Ooh! Oooh! Me! Meeeee!
A good part of the conundrum you are dealing with, Polerius, is that we only understand location at all in relative terms.
Where are you? On top of the mountain.
Where is the mountain? (You didn’t say, so I will make a location up) The mountain is just west of Denver.
Where is Denver? In the middle of Colorado.
Where is Colorado? In the Western third of the United States.
Where is the United States? In the middle of North America.
Where is North America? X miles (you said you didn’t want coordinates) northwest of the point where the Equator and the Prime Meridian cross on the surface of the Earth.
Where is the Earth? Travellling around the sun in a low-eccentricity elliptical orbit at a certain disance.
Where is the Sun? Travelling in a path around the core of the Milky Way Galaxy, currently making its way through one of the dense spiral arms.
Up to this point, we have had an easy time locating or inventing a reference point from which we could measure our distance. On the surface of the Earth, it’s a matter of geography. Once our questions take us off the surface of the Earth, it’s a mattter of gravity and motion.
From this point forward however, decent reference points are hard to come by.
The only meaningful feature the next scale up is the Local Group, a bunch of galaxies (the big spirals The Milky Way, The Andromeda, The Triangulum, and a bunch of smaller ellipticals and irregulars around them out to a certain incomprehensible distance) close enough to each other that local gravity affects their apparent motion relative to us more than cosmological redshift does. They are a very definite group, but because there is nothing but the galaxies to define the Local Group, and they are all in some kind of motion relative to each other, a definite meaningful point to use as a reference begins to become futile.
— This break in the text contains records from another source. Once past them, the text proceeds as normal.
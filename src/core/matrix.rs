//! Occupancy matrix shared by header resolution and table extraction
//!
//! The matrix is sized up front and indexed directly. Positions outside the
//! grid read as free and are never stored, so malformed spans degrade to
//! clipped claims instead of out-of-bounds access.

/// Where a cell landed and whether its span had to be cut at the grid edge
#[derive(Debug, Clone, Copy, PartialEq, Eq)]
pub struct Placement {
    /// Logical column of the cell's top-left corner (may be `>= cols()`)
    pub column: usize,
    /// The rowspan x colspan rectangle reached past the grid bounds
    pub clipped: bool,
}

impl Placement {
    /// Whether the cell landed on a column inside the grid
    pub fn in_grid(&self, cols: usize) -> bool {
        self.column < cols
    }
}

/// Fixed-size `rows x cols` grid of claimed positions
#[derive(Debug, Clone)]
pub struct OccupancyMatrix {
    rows: usize,
    cols: usize,
    claimed: Vec<bool>,
}

impl OccupancyMatrix {
    /// Create a matrix with every position unclaimed
    ///
    /// A grid too large to address has no columns; every placement lands
    /// outside it.
    pub fn new(rows: usize, cols: usize) -> Self {
        let cols = if rows.checked_mul(cols).is_some() { cols } else { 0 };
        OccupancyMatrix {
            rows,
            cols,
            claimed: vec![false; rows * cols],
        }
    }

    pub fn rows(&self) -> usize {
        self.rows
    }

    pub fn cols(&self) -> usize {
        self.cols
    }

    /// Whether `(row, col)` is claimed; positions outside the grid are free
    pub fn is_claimed(&self, row: usize, col: usize) -> bool {
        row < self.rows && col < self.cols && self.claimed[row * self.cols + col]
    }

    /// First unclaimed column at or after `from` in `row`
    ///
    /// Returns a column `>= cols()` when the rest of the row is full.
    pub fn first_free(&self, row: usize, from: usize) -> usize {
        let mut col = from;
        while self.is_claimed(row, col) {
            col += 1;
        }
        col
    }

    /// Claim the `rowspan x colspan` rectangle whose top-left is `(row, col)`
    ///
    /// Returns true when part of the rectangle fell outside the grid.
    pub fn claim(&mut self, row: usize, col: usize, rowspan: usize, colspan: usize) -> bool {
        let row_end = row.saturating_add(rowspan);
        let col_end = col.saturating_add(colspan);

        for r in row..row_end.min(self.rows) {
            for c in col..col_end.min(self.cols) {
                self.claimed[r * self.cols + c] = true;
            }
        }

        row_end > self.rows || col_end > self.cols
    }

    /// Find the first free column at or after `from` and claim the cell's span there
    pub fn place(&mut self, row: usize, from: usize, rowspan: usize, colspan: usize) -> Placement {
        let column = self.first_free(row, from);
        let clipped = self.claim(row, column, rowspan, colspan);
        Placement { column, clipped }
    }

    /// Number of claimed positions in `row`
    pub fn claimed_in_row(&self, row: usize) -> usize {
        if row >= self.rows {
            return 0;
        }
        let start = row * self.cols;
        self.claimed[start..start + self.cols]
            .iter()
            .filter(|&&c| c)
            .count()
    }
}
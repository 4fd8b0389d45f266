//! HTML escaping

use std::borrow::Cow;

use serde_json::Value;

use crate::data::entities::escape_char;

/// Escape `& < > " ' \`` for interpolation into markup
///
/// Borrows the input when nothing needs escaping.
pub fn escape_html(text: &str) -> Cow<'_, str> {
    if !text.chars().any(|c| escape_char(c).is_some()) {
        return Cow::Borrowed(text);
    }

    let mut out = String::with_capacity(text.len() + 16);
    for c in text.chars() {
        match escape_char(c) {
            Some(entity) => out.push_str(entity),
            None => out.push(c),
        }
    }
    Cow::Owned(out)
}

/// Escape string values; every other value passes through untouched
pub fn escape_value(value: Value) -> Value {
    match value {
        Value::String(s) => Value::String(escape_html(&s).into_owned()),
        other => other,
    }
}

#[cfg(test)]
mod tests {
    use super::*;
    use serde_json::json;

    #[test]
    fn test_escape_html() {
        assert_eq!(
            escape_html(r#"<a href="x">Tom & 'Jerry'</a>`"#),
            "&lt;a href=&quot;x&quot;&gt;Tom &amp; &#039;Jerry&#039;&lt;/a&gt;&#x60;"
        );
    }

    #[test]
    fn test_escape_borrows_clean_input() {
        assert!(matches!(escape_html("plain text"), Cow::Borrowed(_)));
    }

    #[test]
    fn test_escape_value() {
        assert_eq!(escape_value(json!("<b>")), json!("&lt;b&gt;"));
        assert_eq!(escape_value(json!(5)), json!(5));
        assert_eq!(escape_value(Value::Null), Value::Null);
    }
}
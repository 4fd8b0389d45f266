//! Feature modules - helpers around the grid engines
//!
//! These are the small utilities a data table leans on when it renders
//! resolved rows:
//! - `%s` templating and HTML escaping
//! - Field titles and dotted-path item lookups
//! - Object merging and comparison
//! - A name registry for option values

pub mod escape;
pub mod fields;
pub mod merge;
pub mod registry;
pub mod template;

// Re-export commonly used functions
pub use escape::{escape_html, escape_value};
pub use fields::{get_field_title, get_item_field};
pub use merge::{compare_objects, extend, find_index};
pub use registry::{FunctionRegistry, RegisteredFn};
pub use template::{display_value, sprintf};
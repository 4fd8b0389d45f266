//! `%s` string templating
//!
//! Only `%s` placeholders are recognised. A template that asks for more
//! arguments than it was given renders as an empty string, so callers can
//! tell "not enough data" apart from a rendered message.

use lazy_static::lazy_static;
use regex::{Captures, Regex};
use serde_json::Value;

lazy_static! {
    static ref PLACEHOLDER: Regex = Regex::new(r"%s").unwrap();
}

/// Render a JSON value the way it reads inside a message
pub fn display_value(value: &Value) -> String {
    match value {
        Value::String(s) => s.clone(),
        other => other.to_string(),
    }
}

/// Substitute each `%s` with the next argument
///
/// Returns an empty string when any placeholder has no argument.
pub fn sprintf(template: &str, args: &[Value]) -> String {
    let mut next = 0;
    let mut complete = true;

    let rendered = PLACEHOLDER.replace_all(template, |_: &Captures| {
        let arg = args.get(next);
        next += 1;
        match arg {
            Some(value) => display_value(value),
            None => {
                complete = false;
                String::new()
            }
        }
    });

    if complete {
        rendered.into_owned()
    } else {
        String::new()
    }
}

#[cfg(test)]
mod tests {
    use super::*;
    use serde_json::json;

    #[test]
    fn test_sprintf_basic() {
        assert_eq!(
            sprintf("Showing %s to %s of %s rows", &[json!(1), json!(10), json!(57)]),
            "Showing 1 to 10 of 57 rows"
        );
        assert_eq!(sprintf("%s rows per page", &[json!("25")]), "25 rows per page");
    }

    #[test]
    fn test_sprintf_missing_argument() {
        assert_eq!(sprintf("%s of %s", &[json!(1)]), "");
    }

    #[test]
    fn test_sprintf_extra_arguments_and_no_placeholders() {
        assert_eq!(sprintf("%s", &[json!("a"), json!("b")]), "a");
        assert_eq!(sprintf("plain", &[]), "plain");
        assert_eq!(sprintf("", &[]), "");
    }

    #[test]
    fn test_sprintf_non_string_values() {
        assert_eq!(sprintf("%s/%s", &[json!(null), json!(true)]), "null/true");
    }
}
//! Table body extraction
//!
//! Maps every physical cell onto its logical column, skipping positions
//! still held by cells from earlier rows (rowspan) or earlier in the same
//! row (colspan), and builds one record per physical row.

use std::num::IntErrorKind;

use tracing::debug;

use super::record::{CellRecord, RowRecord};
use super::source::{RowSource, TableElement};
use crate::core::header::{ColumnDef, FieldKey};
use crate::core::matrix::OccupancyMatrix;
use crate::core::options::{ContentMode, GridOptions};
use crate::data::constants::{ATTR_COLSPAN, ATTR_ROWSPAN, MAX_COLSPAN, MAX_ROWSPAN};
use crate::utils::error::{record_warning, GridResult, GridWarning, Resolved, WarningKind};

/// Extract rows with default options
///
/// `columns` is the flat list of data columns, indexed by logical column
/// (see [`ResolvedHeader::leaf_columns`](crate::core::header::ResolvedHeader::leaf_columns)).
/// Cells landing on a column with no definition are dropped and reported.
pub fn extract_rows_from_table<R: RowSource>(
    columns: &[ColumnDef],
    rows: &[R],
) -> Resolved<Vec<RowRecord>> {
    extract_rows(columns, rows, &GridOptions::default())
}

/// Extract rows with custom options
///
/// Fails only in strict mode, when the layout produced warnings.
pub fn extract_rows_with_options<R: RowSource>(
    columns: &[ColumnDef],
    rows: &[R],
    options: &GridOptions,
) -> GridResult<Resolved<Vec<RowRecord>>> {
    let resolved = extract_rows(columns, rows, options);
    if options.strict {
        resolved.into_strict().map(Resolved::new)
    } else {
        Ok(resolved)
    }
}

fn extract_rows<R: RowSource>(
    columns: &[ColumnDef],
    rows: &[R],
    options: &GridOptions,
) -> Resolved<Vec<RowRecord>> {
    let mut warnings = Vec::new();
    let mut matrix = OccupancyMatrix::new(rows.len(), columns.len());
    let mut records = Vec::with_capacity(rows.len());

    for (y, row) in rows.iter().enumerate() {
        let mut record = RowRecord::from_element(row);

        for (physical, cell) in row.cells().iter().enumerate() {
            let rowspan = parse_span_attr(cell, ATTR_ROWSPAN, MAX_ROWSPAN, y, &mut warnings);
            let colspan = parse_span_attr(cell, ATTR_COLSPAN, MAX_COLSPAN, y, &mut warnings);

            let placement = matrix.place(y, physical, rowspan, colspan);
            let x = placement.column;

            let Some(column) = columns.get(x) else {
                record_warning(
                    &mut warnings,
                    GridWarning::new(
                        WarningKind::MissingColumn,
                        format!(
                            "cell {} maps to column {} but only {} columns are defined",
                            physical,
                            x,
                            columns.len()
                        ),
                    )
                    .at(y, Some(x)),
                );
                continue;
            };

            if placement.clipped {
                record_warning(
                    &mut warnings,
                    GridWarning::new(
                        WarningKind::SpanClipped,
                        format!(
                            "cell {} spans {}x{} past the {}x{} table",
                            physical,
                            rowspan,
                            colspan,
                            matrix.rows(),
                            matrix.cols()
                        ),
                    )
                    .at(y, Some(x)),
                );
            }

            let field = column.field.clone().unwrap_or(FieldKey::Index(x));
            let content = cell_content(cell, options);
            record.insert(
                field.as_key().into_owned(),
                CellRecord::from_element(cell, content, x),
            );
        }

        records.push(record);
    }

    debug!(
        rows = rows.len(),
        columns = columns.len(),
        warnings = warnings.len(),
        "extracted table rows"
    );

    Resolved::with_warnings(records, warnings)
}

fn cell_content<E: TableElement>(cell: &E, options: &GridOptions) -> String {
    let content = match options.content {
        ContentMode::InnerHtml => cell.inner_html(),
        ContentMode::Text => cell.text(),
    };
    if options.trim_content {
        content.trim().to_string()
    } else {
        content
    }
}

/// Read a span attribute; absent, empty or non-positive values count as 1
///
/// Values above `max` are clamped to it.
fn parse_span_attr<E: TableElement>(
    cell: &E,
    name: &str,
    max: usize,
    row: usize,
    warnings: &mut Vec<GridWarning>,
) -> usize {
    let Some(raw) = cell.attr(name) else {
        return 1;
    };
    let trimmed = raw.trim();
    if trimmed.is_empty() {
        return 1;
    }

    match trimmed.parse::<usize>() {
        Ok(n) if (1..=max).contains(&n) => n,
        Ok(n) if n > max => clamp_span(name, raw, max, row, warnings),
        Err(e) if *e.kind() == IntErrorKind::PosOverflow => {
            clamp_span(name, raw, max, row, warnings)
        }
        _ => {
            record_warning(
                warnings,
                GridWarning::new(
                    WarningKind::InvalidSpan,
                    format!("{}=\"{}\" is not a positive integer, using 1", name, raw),
                )
                .at(row, None),
            );
            1
        }
    }
}

fn clamp_span(
    name: &str,
    raw: &str,
    max: usize,
    row: usize,
    warnings: &mut Vec<GridWarning>,
) -> usize {
    record_warning(
        warnings,
        GridWarning::new(
            WarningKind::InvalidSpan,
            format!("{}=\"{}\" is too large, clamped to {}", name, raw, max),
        )
        .at(row, None),
    );
    max
}
// src/client_ops.rs
//
// Trait abstraction for the IMAP commands the triage engine issues.
// Production code runs against `imap::Session`; tests run against a mock.

use eyre::{eyre, Result};
use imap::Session;
use log::{debug, warn};
use std::io::{Read, Write};

use crate::folder::FolderEntry;
use crate::message::RawMessage;

/// One sequential IMAP conversation. Implementations are driven through
/// `&mut self`, so commands on a session are never interleaved.
pub trait IMAPClientOps {
    /// `LIST "" "*"`, parsed in server order.
    fn list_folders(&mut self) -> Result<Vec<FolderEntry>>;

    /// `SELECT` a mailbox read-write.
    fn select(&mut self, mailbox: &str) -> Result<()>;

    /// `UID SEARCH <query>`, ascending.
    fn uid_search(&mut self, query: &str) -> Result<Vec<u32>>;

    /// `UID FETCH <set> RFC822`.
    fn uid_fetch_rfc822(&mut self, uid_set: &str) -> Result<Vec<RawMessage>>;

    /// `UID COPY <set> <destination>`.
    fn uid_copy(&mut self, uid_set: &str, destination: &str) -> Result<()>;

    /// `CLOSE` the selected mailbox.
    fn close(&mut self) -> Result<()>;

    /// `LOGOUT`.
    fn logout(&mut self) -> Result<()>;
}

impl<T> IMAPClientOps for Session<T>
where
    T: Read + Write,
{
    fn list_folders(&mut self) -> Result<Vec<FolderEntry>> {
        let names = Session::list(self, Some(""), Some("*")).map_err(|e| eyre!("LIST failed: {}", e))?;
        let entries: Vec<FolderEntry> = names.iter().map(FolderEntry::from).collect();
        debug!("LIST returned {} folders", entries.len());
        Ok(entries)
    }

    fn select(&mut self, mailbox: &str) -> Result<()> {
        let status = Session::select(self, mailbox).map_err(|e| eyre!("SELECT {} failed: {}", mailbox, e))?;
        debug!("Selected '{}' ({} messages)", mailbox, status.exists);
        Ok(())
    }

    fn uid_search(&mut self, query: &str) -> Result<Vec<u32>> {
        let uids = Session::uid_search(self, query).map_err(|e| eyre!("UID SEARCH {} failed: {}", query, e))?;
        let mut uids: Vec<u32> = uids.into_iter().collect();
        uids.sort_unstable();
        Ok(uids)
    }

    fn uid_fetch_rfc822(&mut self, uid_set: &str) -> Result<Vec<RawMessage>> {
        let fetches = Session::uid_fetch(self, uid_set, "RFC822").map_err(|e| eyre!("UID FETCH failed: {}", e))?;

        let mut out = Vec::with_capacity(fetches.len());
        for fetch in fetches.iter() {
            let uid = fetch.uid.unwrap_or(0);
            match fetch.body() {
                Some(body) => out.push(RawMessage::new(uid, body.to_vec())),
                None => warn!("FETCH record for UID {} carried no RFC822 body", uid),
            }
        }
        Ok(out)
    }

    fn uid_copy(&mut self, uid_set: &str, destination: &str) -> Result<()> {
        Session::uid_copy(self, uid_set, destination).map_err(|e| eyre!("UID COPY → `{}` failed: {}", destination, e))
    }

    fn close(&mut self) -> Result<()> {
        Session::close(self).map_err(|e| eyre!("CLOSE failed: {}", e))
    }

    fn logout(&mut self) -> Result<()> {
        Session::logout(self).map_err(|e| eyre!("LOGOUT failed: {}", e))
    }
}

/// Render UIDs as a comma-separated IMAP sequence set.
pub fn uid_set(uids: &[u32]) -> String {
    uids.iter().map(|u| u.to_string()).collect::<Vec<_>>().join(",")
}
Answering the question, Where is the Local Group? simply magnifies the problem. We can describe our distance from the Virgo Cluster, the nearest somewhat large cluster of glaxies, and so on and so forth, and I could continue the astronomy lesson, but once we get to trying to place the galaxy in context with the rest of the universe, we must eventually throw up our hands and admit that the relative motions of all the galaxies make it more or less useless to understand our “location” in a way that is meaningful to us.
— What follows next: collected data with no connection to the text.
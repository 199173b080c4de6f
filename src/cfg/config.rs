// src/cfg/config.rs

use eyre::{eyre, Result};
use log::{debug, error};
use secure_string::SecureString;
use serde::{Deserialize, Deserializer};
use std::collections::BTreeMap;
use std::fs;
use std::path::{Path, PathBuf};

use crate::provider::{Provider, ProviderTable, DEFAULT_IMAP_PORT};
use crate::triage::ScanOptions;

pub const CONFIG_FILE_NAME: &str = "inbox-triage.yml";

#[derive(Debug, Default, Deserialize)]
#[serde(default)]
pub struct Config {
    #[serde(alias = "imap-username")]
    pub imap_username: Option<String>,

    #[serde(alias = "imap-password", deserialize_with = "deserialize_secret")]
    pub imap_password: Option<SecureString>,

    pub mailbox: Option<String>,

    #[serde(alias = "max-messages")]
    pub max_messages: Option<usize>,

    #[serde(alias = "batch-size")]
    pub batch_size: Option<usize>,

    /// Extra domain → IMAP endpoint entries, on top of the built-in ones.
    pub providers: BTreeMap<String, ProviderEntry>,
}

/// Either `domain: host` or `domain: { host, port }`.
#[derive(Debug, Clone, PartialEq, Deserialize)]
#[serde(untagged)]
pub enum ProviderEntry {
    Host(String),
    Endpoint {
        host: String,
        #[serde(default = "default_port")]
        port: u16,
    },
}

fn default_port() -> u16 {
    DEFAULT_IMAP_PORT
}

fn deserialize_secret<'de, D>(deserializer: D) -> Result<Option<SecureString>, D::Error>
where
    D: Deserializer<'de>,
{
    let opt = Option::<String>::deserialize(deserializer)?;
    Ok(opt.map(SecureString::from))
}

impl Config {
    /// Built-in providers extended (and possibly overridden) by `providers`.
    pub fn provider_table(&self) -> ProviderTable {
        let mut table = ProviderTable::default();
        for (domain, entry) in &self.providers {
            let provider = match entry {
                ProviderEntry::Host(host) => Provider::new(host),
                ProviderEntry::Endpoint { host, port } => Provider::new(host).with_port(*port),
            };
            table.insert(domain, provider);
        }
        table
    }

    pub fn scan_options(&self) -> ScanOptions {
        let mut options = ScanOptions::default();
        if let Some(mailbox) = &self.mailbox {
            options.mailbox = mailbox.clone();
        }
        if let Some(batch_size) = self.batch_size {
            options.batch_size = batch_size;
        }
        options.max_messages = self.max_messages;
        options
    }

    fn validate(&self) -> Result<()> {
        if self.batch_size == Some(0) {
            return Err(eyre!("batch-size must be at least 1"));
        }
        if let Some(mailbox) = &self.mailbox {
            if mailbox.trim().is_empty() {
                return Err(eyre!("mailbox must not be empty"));
            }
        }
        Ok(())
    }
}

/// `$XDG_CONFIG_HOME/inbox-triage/inbox-triage.yml` (or the platform equivalent).
pub fn default_config_path() -> Option<PathBuf> {
    dirs::config_dir().map(|dir| dir.join("inbox-triage").join(CONFIG_FILE_NAME))
}

pub fn load_config(config_path: &Path) -> Result<Config> {
    debug!("Loading configuration from {:?}", config_path);

    let content = fs::read_to_string(config_path).map_err(|e| {
        error!("Failed to read config file {}: {}", config_path.display(), e);
        eyre!("Failed to read config file {}: {}", config_path.display(), e)
    })?;

    let cfg = parse_config(&content)?;
    debug!("Successfully loaded configuration");
    Ok(cfg)
}

pub fn parse_config(content: &str) -> Result<Config> {
    // an empty document deserializes as null
    if content.trim().is_empty() {
        return Ok(Config::default());
    }

    let cfg: Config = serde_yaml::from_str(content).map_err(|e| {
        error!("Failed to parse YAML: {}", e);
        eyre!("Failed to parse YAML: {}", e)
    })?;
    cfg.validate()?;
    Ok(cfg)
}

/// Load `explicit` if given (it must exist), else the default path if it
/// exists, else defaults.
pub fn load_or_default(explicit: Option<&Path>) -> Result<Config> {
    if let Some(path) = explicit {
        return load_config(path);
    }
    match default_config_path() {
        Some(path) if path.exists() => load_config(&path),
        _ => {
            debug!("No configuration file found; using defaults");
            Ok(Config::default())
        }
    }
}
And really, if you look back at your local scales, you realize that all the reference points that seemd so definite are all in motion as well. Denver and the mountain near it circle the center of the Earth each day, The Earth moves in its orbit, the moves in ITS orbit. So location is really only meaningful in a very local context.
OK, then, if we accept that our location WITHIN the universe is somewhat hard to pin down, at least with any sense of permanence, surely we can locate the Universe within whatever it might be within.
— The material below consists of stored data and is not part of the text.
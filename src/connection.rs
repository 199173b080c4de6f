// src/connection.rs

use imap::Session;
use log::{debug, info, warn};
use native_tls::{TlsConnector, TlsStream};
use secure_string::SecureString;
use std::net::TcpStream;

use crate::client_ops::IMAPClientOps;
use crate::error::{Result, TriageError};
use crate::folder::find_trash_folder;
use crate::provider::ProviderTable;

/// The session type produced by [`MailboxConnection::open`].
pub type TlsSession = Session<TlsStream<TcpStream>>;

/// Account address plus app-specific secret.
#[derive(Debug, Clone)]
pub struct Credentials {
    pub address: String,
    pub secret: SecureString,
}

impl Credentials {
    pub fn new(address: &str, secret: SecureString) -> Self {
        Self {
            address: address.to_string(),
            secret,
        }
    }
}

/// One authenticated IMAP session, used for a single logical operation.
///
/// The session is logged out by [`close`](Self::close) or, failing that, when
/// the connection is dropped.
pub struct MailboxConnection<C: IMAPClientOps> {
    client: C,
    trash_folder: Option<String>,
    closed: bool,
}

impl MailboxConnection<TlsSession> {
    /// Connect over TLS to the provider for `credentials.address` and log in.
    /// Any transport, TLS or login failure is reported as `Auth`.
    pub fn open(credentials: &Credentials, providers: &ProviderTable) -> Result<Self> {
        let provider = providers.resolve(&credentials.address)?;
        info!("Connecting to {}:{} as {}", provider.host, provider.port, credentials.address);

        let tls = TlsConnector::builder()
            .build()
            .map_err(|e| TriageError::Auth(format!("TLS setup failed: {}", e)))?;

        let client = imap::connect((provider.host.as_str(), provider.port), &provider.host, &tls)
            .map_err(|e| TriageError::Auth(format!("Could not reach {}: {}", provider.host, e)))?;

        let session = client
            .login(&credentials.address, credentials.secret.unsecure())
            .map_err(|(e, _)| TriageError::Auth(e.to_string()))?;

        debug!("Logged in to {}", provider.host);
        Ok(MailboxConnection::new(session))
    }
}

impl<C: IMAPClientOps> MailboxConnection<C> {
    /// Wrap an already-authenticated client.
    pub fn new(client: C) -> Self {
        Self {
            client,
            trash_folder: None,
            closed: false,
        }
    }

    pub fn client_mut(&mut self) -> &mut C {
        &mut self.client
    }

    /// The trash folder, if it has been resolved on this connection.
    pub fn trash_folder(&self) -> Option<&str> {
        self.trash_folder.as_deref()
    }

    /// List the server's folders and pick the first trash candidate. The
    /// answer is kept for the rest of this connection.
    pub fn resolve_trash_folder(&mut self) -> Result<String> {
        if let Some(name) = &self.trash_folder {
            return Ok(name.clone());
        }

        let folders = self.client.list_folders().map_err(TriageError::imap)?;
        for marked in folders.iter().filter(|f| f.has_attribute("\\Trash")) {
            debug!("Server marks '{}' as \\Trash", marked.name);
        }
        let name = find_trash_folder(&folders)
            .ok_or(TriageError::NoTrashFolderFound)?
            .to_string();

        info!("Using '{}' as the trash folder", name);
        self.trash_folder = Some(name.clone());
        Ok(name)
    }

    pub fn is_closed(&self) -> bool {
        self.closed
    }

    /// Log out. Safe to call more than once; logout failures are only logged.
    pub fn close(&mut self) {
        if self.closed {
            return;
        }
        self.closed = true;
        match self.client.logout() {
            Ok(()) => debug!("Logged out"),
            Err(e) => warn!("Failed to logout: {}", e),
        }
    }
}

impl<C: IMAPClientOps> Drop for MailboxConnection<C> {
    fn drop(&mut self) {
        self.close();
    }
}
Trouble there is that we have no idea of what the Universe might exist within, which brings us to the realm of theoretical physics.
Scientists in the last several decades trying to understand why, for instance, the electron has the specific charge it does or the gravitational constant is precisely what it is have liked what they have seen when, instead of thinking of the universe being made up of masses of inteacting particles, they think of the universe being made up of tangles of interacting vibrating strings instead.
Trouble is, the strings can vibrate in a way that makes the universe look like it does only if the universe has about 10 dimensions of space and time for them to wiggle around in, as opposed to the four we’ve noticed up to now.
Various scientists try to explain their way around this in various ways. One way is to realize that while a string would be basically a one-dimensional entity in this 10-dimensional context, you could also imagine entities of more than one dimension wobbling around as well. These have acquired the name p-branes. In this line of thinking, the Universe is a four-dimensional p-brane in the 10-dimensional model.
Cool! parallel planes of reality! So where is the Universe stacked up relative to all the others?
Not so fast. One popular hypothesis of the last few years has it that the p-branes themselves are all in motion relative to each other, and that the Big Bang occurred when some other p-brane smashed into the one that defines our Universe. No universal reference point once again.
I suggest to you, therefore, that location is ulimtately an illusion, and that motion relative to something else is the only reality. Thus you may relax on the mountaintop, and contemplate, zen-like, that while you take not a single step, you are on a great journey.